The plunge in public market equities has put the private equity (PE) industry into a quandary. At face value – or at least at the value that one can surmise from equivalent listed companies – many PE-backed assets are now worth just a fraction of the price paid for them in the go-go years of 2006 and early 2007.
But does this mean that investors in PE firms (alongside the firms themselves) are sitting on colossal losses, with every expectation of further losses to come as the downturn worsens? Or should everyone sit tight and remember that private equity investments are long term, that Rome was not built in a day etc.?
Part of the problem is that when the global financial crisis emerged in 2008, it was a lack of transparency from buyers and sellers of mortgage-backed assets that compounded the existing credit-based troubles, tipping vast financial institutions over the edge. For private equity funds to say ‘we don’t accept that the value of our portfolio companies should be measured by stock market prices – you’ll have to wait and see’ raises fears among the investor community. They want to see evidence that they are not being hoodwinked, just as so many investors have been in recent months.
PE firms were perfectly happy to measure their assets’ value by pointing to public equity prices in the good times. Now, of course, the same measurement is far less to their taste. As John Gripton, managing director of fund-of-funds Capital Dynamics puts it, “the situation is causing consternation among managers.” Spread of P/E multiples are anywhere from 6x to 16x, the question of legacy debts from the high bidding era of 2006 and 2007 is tricky to compute versus profits. How long will it take a company to repay these debts? Is that any kind of measure of value?
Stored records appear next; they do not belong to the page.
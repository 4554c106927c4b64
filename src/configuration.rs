use std::time::Duration;

use config::{ConfigError, Environment};
use secrecy::{ExposeSecret, SecretString};
use serde::Deserialize;
use sqlx::{postgres::PgConnectOptions, ConnectOptions};

#[derive(Debug, Deserialize, Clone)]
pub struct Settings {
    pub application: ApplicationSettings,
    pub database: DatabaseConfig,
    pub gateway: PaymentGatewayConfig,
    pub sqs: SqsConfig,
}

#[derive(Debug, Deserialize, Clone)]
pub struct ApplicationSettings {
    pub host: String,
    pub port: u16,
}

#[derive(Debug, Deserialize, Clone)]
pub struct DatabaseConfig {
    pub username: String,
    pub password: SecretString,
    pub port: u16,
    pub host: String,
    pub name: String,
    pub test_name: String,
    pub acquire_timeout: u64,
    pub max_connections: u32,
    pub min_connections: u32,
}

impl DatabaseConfig {
    pub fn without_db(&self) -> PgConnectOptions {
        PgConnectOptions::new()
            .host(&self.host)
            .username(&self.username)
            .password(self.password.expose_secret())
            .port(self.port)
    }
    pub fn with_db(&self) -> PgConnectOptions {
        self.without_db()
            .database(&self.name)
            .log_statements(tracing::log::LevelFilter::Trace)
    }
    pub fn test_with_db(&self) -> PgConnectOptions {
        self.without_db()
            .database(&self.test_name)
            .log_statements(tracing::log::LevelFilter::Trace)
    }
}

#[derive(Debug, Deserialize, Clone)]
pub struct PaymentGatewayConfig {
    pub base_url: String,
    pub access_token: SecretString,
    pub timeout_milliseconds: u64,
}

impl PaymentGatewayConfig {
    pub fn timeout(&self) -> Duration {
        Duration::from_millis(self.timeout_milliseconds)
    }
}

#[derive(Debug, Deserialize, Clone)]
pub struct SqsConfig {
    pub endpoint: String,
    pub order_created_queue_url: String,
    pub payment_completed_queue_url: String,
    pub poll_interval_seconds: u64,
    pub max_messages: u16,
    pub timeout_milliseconds: u64,
}

impl SqsConfig {
    pub fn poll_interval(&self) -> Duration {
        Duration::from_secs(self.poll_interval_seconds)
    }
    pub fn timeout(&self) -> Duration {
        Duration::from_millis(self.timeout_milliseconds)
    }
}

pub fn get_configuration() -> Result<Settings, ConfigError> {
    let base_path = std::env::current_dir().expect("Failed to determine the current directory");
    let configuration_directory = base_path.join("configuration");
    let builder = config::Config::builder()
        .add_source(config::File::from(
            configuration_directory.join("configuration.yaml"),
        ))
        .add_source(Environment::default().separator("_"))
        .build()?;
    builder.try_deserialize::<Settings>()
}
use actix_web::web;
use utoipa::TupleUnit;

use crate::configuration::SqsConfig;
use crate::errors::GenericError;
use crate::payment_client::PaymentGateway;
use crate::schemas::GenericResponse;
use crate::sqs_client::QueueService;

use super::schemas::{CheckoutData, NotificationOutcome, PaymentNotificationRequest};
use super::store::CheckoutStore;
use super::utils::handle_payment_notification;

#[utoipa::path(
    get,
    path = "/checkout",
    tag = "Checkout Fetch Request",
    responses(
        (status=200, description= "Checkout List", body= GenericResponse<Vec<CheckoutData>>),
    )
)]
#[tracing::instrument(name = "list checkouts", skip(store))]
pub async fn list_checkouts(
    store: web::Data<dyn CheckoutStore>,
) -> Result<web::Json<GenericResponse<Vec<CheckoutData>>>, GenericError> {
    let checkouts = match store.get_all().await {
        Ok(checkouts) => checkouts,
        Err(e) => {
            return Err(GenericError::DatabaseError(
                "Something went wrong while fetching checkouts".to_string(),
                e,
            ));
        }
    };
    let data = checkouts.into_iter().map(CheckoutData::from).collect();
    Ok(web::Json(GenericResponse::success(
        "Successfully fetched checkouts",
        Some(data),
    )))
}

#[utoipa::path(
    get,
    path = "/checkout/{order_id}",
    tag = "Checkout Fetch Request",
    params(
        ("order_id" = String, Path, description = "Order Id"),
    ),
    responses(
        (status=200, description= "Checkout Detail", body= GenericResponse<CheckoutData>),
        (status=404, description= "Checkout not found", body= GenericResponse<TupleUnit>),
    )
)]
#[tracing::instrument(name = "fetch checkout", skip(store))]
pub async fn get_checkout_by_order(
    path: web::Path<String>,
    store: web::Data<dyn CheckoutStore>,
) -> Result<web::Json<GenericResponse<CheckoutData>>, GenericError> {
    let order_id = path.into_inner();
    match store.get_by_order_id(&order_id).await {
        Ok(Some(checkout)) => Ok(web::Json(GenericResponse::success(
            "Successfully fetched checkout",
            Some(CheckoutData::from(checkout)),
        ))),
        Ok(None) => Err(GenericError::DataNotFound("Checkout not found".to_string())),
        Err(e) => Err(GenericError::DatabaseError(
            "Something went wrong while fetching the checkout".to_string(),
            e,
        )),
    }
}

#[utoipa::path(
    post,
    path = "/checkout/notification",
    tag = "Checkout Status Update Request",
    request_body(content = PaymentNotificationRequest, description = "Request Body"),
    responses(
        (status=200, description= "Checkout Status Update Request", body= GenericResponse<CheckoutData>),
        (status=404, description= "Payment or Checkout not found", body= GenericResponse<TupleUnit>),
    )
)]
#[tracing::instrument(name = "checkout status update", skip(gateway, store, queue, sqs_obj, body), fields(action=body.action.to_string(), payment_id=body.data.id.to_string()))]
pub async fn payment_status_update(
    body: PaymentNotificationRequest,
    gateway: web::Data<dyn PaymentGateway>,
    store: web::Data<dyn CheckoutStore>,
    queue: web::Data<dyn QueueService>,
    sqs_obj: web::Data<SqsConfig>,
) -> Result<web::Json<GenericResponse<CheckoutData>>, GenericError> {
    let outcome = handle_payment_notification(
        gateway.get_ref(),
        store.get_ref(),
        queue.get_ref(),
        &sqs_obj.payment_completed_queue_url,
        &body,
    )
    .await?;
    match outcome {
        NotificationOutcome::Processed(checkout) => Ok(web::Json(GenericResponse::success(
            "Successfully updated checkout status",
            Some(CheckoutData::from(checkout)),
        ))),
        NotificationOutcome::Ignored(action) => Ok(web::Json(GenericResponse::success(
            &format!("Ignored notification with action {}", action),
            None,
        ))),
    }
}
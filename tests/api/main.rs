mod checkout;
mod health_check;
mod helpers;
What no one can answer is how long and deep the current recession will be, and therefore how capable any company will be to repay debt. “Governments around the world seem to be determined to alleviate the symptoms of the recession,” says Gripton, “so companies’ survival depends on how long they can service their debt.”
Gripton can see an argument for returning to ‘at cost’ valuations of assets. “This would take away a lot of the debate, but it would be very difficult to go back to this. There is no doubt a correlation between public markets and private equity, even if there is a lag between them.”
The issue of ‘lag’ is exercising many minds in the industry. The more optimistic view is that share prices rise and fall, fall and rise, and that the current slough will bottom out in good time, allowing GPs to realise perfectly good exit prices through sales or public listings, just as has happened in the past.
Yet as a British Venture Capital Association (BVCA) spokesperson admits, some LPs are no longer satisfied with the idea that values can drift up and down, with little to cause them anxiety. “In the past, when GPs were reporting value to investors, there was little more than a cursory ‘this is the quarterly value’ and LPs were happy to cast an eye over it and carry on. Now, it is fair to say that LPs are taking more interest and looking with more scrutiny at the opportunity for an exit. The secondary market is available and presents an increasing opportunity for LPs to offload investments. We’ve seen a lot more activity. That’s why they’re paying more attention now, on behalf of their pensioners and others.”
Still on top
Private equity firms argue that this is not a significant trend and that the great majority of LPs are satisfied both with their funds’ performance and their ability to ride through this difficult period and emerge on the other side in good shape. “We think the current valuation system is sufficiently robust and flexible,” says Philip Shuttleworth, finance director at ECI. He stresses that valuations must now use current year outturns, budgets and forecasts, rather than historical data, looking at comparable earnings from available transaction records, in addition to discounted cash flow (DCF) projections as a means of cross checking valuations.
“We realise that valuation is more subjective and harder than in the past,” says Shuttleworth. But his most recent experience – in mid-January 2009 – is that transactions involving PE-backed companies are realising higher EBIT multiples than publicly quoted companies and that although investors are quite rightly keen to be appraised of current values, whether to comply with international reporting standards or for other reasons, they still consider private equity as a good long term option.
“Whilst exit price is still arguably the most important figure for a private equity fund, this is not necessarily the case for investors in the fund who…may contemplate negotiating an early exit with the GP,” states a recent report on fair value from Argentius Fund Administration. “We don’t think that statement reflects the private equity investor community,” says Philip Shuttleworth at ECI.
The community has yet to make its collective feelings known on the subject.